AYUTTHAYA, Thailand – Soccer fans in Thailand watched on Tuesday a World Cup-themed elephant soccer event at a school north of Bangkok, as football fever begins to grip the Southeast Asian nation with the tournament just days away.
At Ayutthaya Wittayalai School, about an hour outside Bangkok, students and visitors were treated to a mock World Cup game featuring student soccer players and trained elephants.
With mahouts riding on their backs, elephants “representing” several nations’ that will appear at the World Cup in Russia, which kicks off on Thursday, took on the school players, winning the match 2-1.
The elephants played against the students by kicking the ball with impressive dexterity, and carrying it with their trunks as they bore down on the goal, giving them somewhat of an unfair advantage against their smaller, bipedal opponents.

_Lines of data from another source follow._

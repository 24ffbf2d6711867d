//! Seed government scheme entries from a YAML file.
//!
//! The file holds a list of schemes:
//!
//! ```yaml
//! schemes:
//!   - name: Crop Insurance Scheme
//!     category: insurance
//!     description: Premium support for seasonal crop insurance.
//!     eligibility: All farmers growing notified crops.
//!     benefits: Covers yield loss from natural calamities.
//!     application_url: https://example.gov/crop-insurance
//! ```
//!
//! Seeding is idempotent by scheme name: entries whose name already exists
//! in the database are skipped.

use std::collections::HashSet;
use std::path::Path;

use serde::Deserialize;
use tracing::{error, info};

use grow_smart_api::db::schemes::{SchemeInput, SchemeRepository};
use grow_smart_api::db::{self};

/// File shape.
#[derive(Debug, Deserialize)]
struct SchemeSeedFile {
    schemes: Vec<SchemeSeed>,
}

#[derive(Debug, Deserialize)]
struct SchemeSeed {
    name: String,
    category: String,
    description: String,
    #[serde(default)]
    eligibility: Option<String>,
    #[serde(default)]
    benefits: Option<String>,
    #[serde(default)]
    application_url: Option<String>,
}

/// Seed schemes from a YAML file.
///
/// # Errors
///
/// Returns an error if environment variables are missing, the file cannot
/// be read or parsed, or database operations fail.
pub async fn schemes(file_path: &str) -> Result<(), Box<dyn std::error::Error>> {
    dotenvy::dotenv().ok();

    let database_url = super::database_url()?;

    let path = Path::new(file_path);
    if !path.exists() {
        return Err(format!("File not found: {file_path}").into());
    }

    info!(path = %file_path, "Loading schemes from file");

    // Read and validate YAML before connecting to the database
    let content = tokio::fs::read_to_string(path).await?;
    let file: SchemeSeedFile = serde_yaml::from_str(&content)?;

    let errors = validate(&file.schemes);
    if !errors.is_empty() {
        error!("Seed file validation failed:");
        for err in &errors {
            error!("  - {err}");
        }
        return Err(format!("{} validation errors found", errors.len()).into());
    }

    info!(schemes = file.schemes.len(), "Parsed and validated seed file");

    let pool = db::create_pool(&database_url).await?;
    info!("Connected to database");

    let repo = SchemeRepository::new(&pool);

    let existing: HashSet<String> = repo
        .list(None)
        .await?
        .into_iter()
        .map(|s| s.name)
        .collect();

    let mut inserted = 0usize;
    let mut skipped = 0usize;

    for seed in file.schemes {
        if existing.contains(&seed.name) {
            skipped += 1;
            continue;
        }

        repo.create(SchemeInput {
            name: seed.name,
            category: seed.category,
            description: seed.description,
            eligibility: seed.eligibility,
            benefits: seed.benefits,
            application_url: seed.application_url,
        })
        .await?;
        inserted += 1;
    }

    info!("Seeding complete!");
    info!("  Schemes inserted: {inserted}");
    info!("  Schemes skipped (already exist): {skipped}");

    Ok(())
}

/// Validate the parsed seed entries before touching the database.
fn validate(seeds: &[SchemeSeed]) -> Vec<String> {
    let mut errors = Vec::new();
    let mut seen = HashSet::new();

    for (i, seed) in seeds.iter().enumerate() {
        if seed.name.trim().is_empty() {
            errors.push(format!("scheme #{}: name is empty", i + 1));
        }
        if seed.category.trim().is_empty() {
            errors.push(format!("scheme '{}': category is empty", seed.name));
        }
        if seed.description.trim().is_empty() {
            errors.push(format!("scheme '{}': description is empty", seed.name));
        }
        if !seen.insert(seed.name.clone()) {
            errors.push(format!("scheme '{}': duplicate name in file", seed.name));
        }
    }

    errors
}

#[cfg(test)]
#[allow(clippy::unwrap_used)]
mod tests {
    use super::*;

    #[test]
    fn test_parse_seed_file() {
        let yaml = r"
schemes:
  - name: Crop Insurance Scheme
    category: insurance
    description: Premium support for seasonal crop insurance.
    eligibility: All farmers growing notified crops.
  - name: Soil Health Card
    category: advisory
    description: Free periodic soil testing.
";
        let file: SchemeSeedFile = serde_yaml::from_str(yaml).unwrap();
        assert_eq!(file.schemes.len(), 2);
        assert!(file.schemes[1].benefits.is_none());
        assert!(validate(&file.schemes).is_empty());
    }

    #[test]
    fn test_validate_rejects_duplicates_and_blanks() {
        let yaml = r"
schemes:
  - name: Dup
    category: a
    description: b
  - name: Dup
    category: ''
    description: c
";
        let file: SchemeSeedFile = serde_yaml::from_str(yaml).unwrap();
        let errors = validate(&file.schemes);
        assert_eq!(errors.len(), 2);
    }
}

Flags of the teams that will feature in Russia, such as Argentina, Spain, Brazil, Japan and France were drawn on the elephants with watercolor paint safe for animals.
The event, which lasted from around 9:00-11:00 am, also featured a penalty shootout, and was preceded by a parade and marching band attended by school pupils as well as foreign visitors.
The nine elephants were from the Ayutthaya Elephant Palace and Royal Kraal, and ranged from four to 20 years of age – two of them female and seven males.
The event was reportedly held both to promote the upcoming World Cup, which runs from June 14-July 15, as well as to promote tourism in Ayutthaya, a former royal capital.
Although the elephants appeared to be in decent spirits, there are widespread objections to the mammals being trained and used in captivity for entertainment in the Southeast Asian country.
The government in 1998 established a National Elephant Day to recognize the animal – Thailand’s national symbol – and to raise awareness of the challenges the wild pachyderm population faces, though wildlife advocates say the creatures deserve more protection and respect than they receive.
The population of wild elephants in Thailand has dwindled from 300,000 a hundred years ago to around 3,000 today.
“These gentle giants, while revered in the country, are not free from abuse,” according to the nonprofit Save Elephant Foundation.
The NGO runs programs to rescue and rehabilitate elephants from the tourist and illegal logging industries, which the NGO says use inhumane training practices, including torturing baby elephants, to create obedience in naturally wild creatures.